TRY IT: Look for "Output::moment(moment);" in the records below, then copy that line and every line after it, exactly and with nothing added.

PROVIDED MATERIAL:
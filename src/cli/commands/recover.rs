//! Recover command implementation.

use crate::cli::Output;
use crate::config::Settings;
use crate::store::{JsonFileStore, TranscriptStore};
use crate::transcript::validate_id;
use crate::video::recover_moments_from_dir;
use anyhow::Result;
use std::path::PathBuf;

/// Run the recover command: rebuild moments from saved screenshots.
pub async fn run_recover(id: &str, dir: Option<PathBuf>, store: bool, settings: Settings) -> Result<()> {
    validate_id(id)?;
    let dir = dir.unwrap_or_else(|| settings.screenshots_dir().join(id));
    if !dir.is_dir() {
        Output::error(&format!("No screenshot directory at {}", dir.display()));
        return Ok(());
    }

    let moments = recover_moments_from_dir(&dir, id)?;
    if moments.is_empty() {
        Output::warning(&format!("No screenshots for {} in {}", id, dir.display()));
        return Ok(());
    }

    Output::header(&format!("Recovered moments for {}", id));
    for moment in &moments {
        Output::moment(moment);
    }
    println!();

    if store {
        JsonFileStore::new(settings.transcripts_dir())
            .attach_key_moments(id, &moments)
            .await?;
        Output::success(&format!("Attached {} recovered moments to {}", moments.len(), id));
    }

    Ok(())
}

FINISHED EXERCISE:
        Output::moment(moment);
    }
    println!();

    if store {
        JsonFileStore::new(settings.transcripts_dir())
            .attach_key_moments(id, &moments)
            .await?;
        Output::success(&format!("Attached {} recovered moments to {}", moments.len(), id));
    }

    Ok(())
}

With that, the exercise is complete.